Overall, I find the text recognition accuracy of ABBYY OCR better than that of Acrobat OCR, sometimes significantly better. I’ve also tried ReadIRIS Pro 12, and find that ABBYY produces consistently more accurate results.

It is true that Acrobat uses its own proprietary code to produce the image layer of searchable PDFs, whereas ABBYY uses the code built into OS X. Because OS X rasterization isn’t as file-size efficient as Adobe’s, the resulting file size is larger for searchable PDFs produced by ABBYY. (Perhaps one of these days Apple will optimize image layer production.)

DTPO Preferences > OCR provides user-modifiable options to control the final resolution and image quality of ABBY-OCRd searchable PDFs. The default setting is a compromise between view/print quality and file size, 150 dpi and 50% image quality. I usually set these at 150 to 200 dpi and 75% image quality and find the results quite readable and with acceptable print quality.

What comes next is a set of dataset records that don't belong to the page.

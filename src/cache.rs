use std::collections::HashMap;

use tokio::sync::RwLock;
use tracing::debug;

/// Variants kept per path; further variants are served uncached until the
/// path is revalidated.
pub const MAX_VARIANTS_PER_PATH: usize = 64;

struct PathEntry<V> {
    generation: u64,
    variants: HashMap<String, V>,
}

impl<V> Default for PathEntry<V> {
    fn default() -> Self {
        Self {
            generation: 0,
            variants: HashMap::new(),
        }
    }
}

/// In-process cache of list results, keyed by request path and then by the
/// query-string variant of that path.
///
/// Each path carries a generation that `revalidate_path` bumps. A reader
/// takes the generation before loading and hands it back to `put`, so a load
/// that raced a revalidation is dropped instead of cached.
pub struct PathCache<V> {
    entries: RwLock<HashMap<String, PathEntry<V>>>,
    max_variants: usize,
}

impl<V: Clone> PathCache<V> {
    pub fn new() -> Self {
        Self::with_max_variants(MAX_VARIANTS_PER_PATH)
    }

    pub fn with_max_variants(max_variants: usize) -> Self {
        Self {
            entries: RwLock::new(HashMap::new()),
            max_variants,
        }
    }

    pub async fn generation(&self, path: &str) -> u64 {
        let entries = self.entries.read().await;
        entries.get(path).map_or(0, |e| e.generation)
    }

    pub async fn get(&self, path: &str, variant: &str) -> Option<V> {
        let entries = self.entries.read().await;
        entries.get(path).and_then(|e| e.variants.get(variant)).cloned()
    }

    /// Store `value` if `path` is still at `generation` and has room for it.
    /// Returns whether the value was cached.
    pub async fn put(&self, path: &str, variant: &str, generation: u64, value: V) -> bool {
        let mut entries = self.entries.write().await;
        let entry = entries.entry(path.to_string()).or_default();
        if entry.generation != generation {
            debug!(path, variant, "stale load not cached");
            return false;
        }
        if entry.variants.len() >= self.max_variants && !entry.variants.contains_key(variant) {
            debug!(path, variant, "variant limit reached, not cached");
            return false;
        }
        entry.variants.insert(variant.to_string(), value);
        true
    }

    /// Drop every cached variant of `path`.
    pub async fn revalidate_path(&self, path: &str) {
        let mut entries = self.entries.write().await;
        let entry = entries.entry(path.to_string()).or_default();
        entry.generation = entry.generation.wrapping_add(1);
        let variants = entry.variants.len();
        entry.variants.clear();
        debug!(path, variants, "path revalidated");
    }

    #[cfg(test)]
    pub async fn is_cached(&self, path: &str) -> bool {
        self.entries
            .read()
            .await
            .get(path)
            .is_some_and(|e| !e.variants.is_empty())
    }

    #[cfg(test)]
    pub async fn variant_count(&self, path: &str) -> usize {
        self.entries
            .read()
            .await
            .get(path)
            .map_or(0, |e| e.variants.len())
    }
}

impl<V: Clone> Default for PathCache<V> {
    fn default() -> Self {
        Self::new()
    }
}
use anyhow::Context;
use sqlx::{postgres::PgPoolOptions, PgPool};

use crate::config::AppConfig;

/// Build the process-wide pool. Called once at startup; the pool is closed on shutdown.
pub async fn connect(config: &AppConfig) -> anyhow::Result<PgPool> {
    let db = PgPoolOptions::new()
        .max_connections(config.max_connections)
        .connect(&config.database_url)
        .await
        .context("connect to database")?;
    Ok(db)
}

For copy that’s primarily text, I usually use Black & White scanner settings. The Automatic Color detection setting of the ScanSnap treats pages without color content as B & W, and shifts to a lower-resolution mode including color if a page has color content. The Best setting for the ScanSnap provides 300 dpi resolution for color, with high contrast in the text areas.

I also have a CanoScan LIDE 500F flatbed scanner, which I use to copy bound material (books and journals). I prefer the ExactScan Capture mode to Image Capture for this scanner, and get high-contrast, easily readable text with the settings I use. When I scan a book page (with white background), if in the scan preview the background is not white but gray, I’ll adjust scanner settings to produce a white background. That’s quite easily done in ExactScan Capture, but for Image Capture it’s best to calibrate the scanner, or switch to the Text mode.

bcarpenter · January 22, 2010, 12:12am

Yes, I should have mentioned what Bill just said about OCR quality as well. Even though I use Acrobat rather than DTPO/Abbyy, the OCR recognition itself is not as good in Acrobat. In particular, it doesn’t do white text on dark background well at all.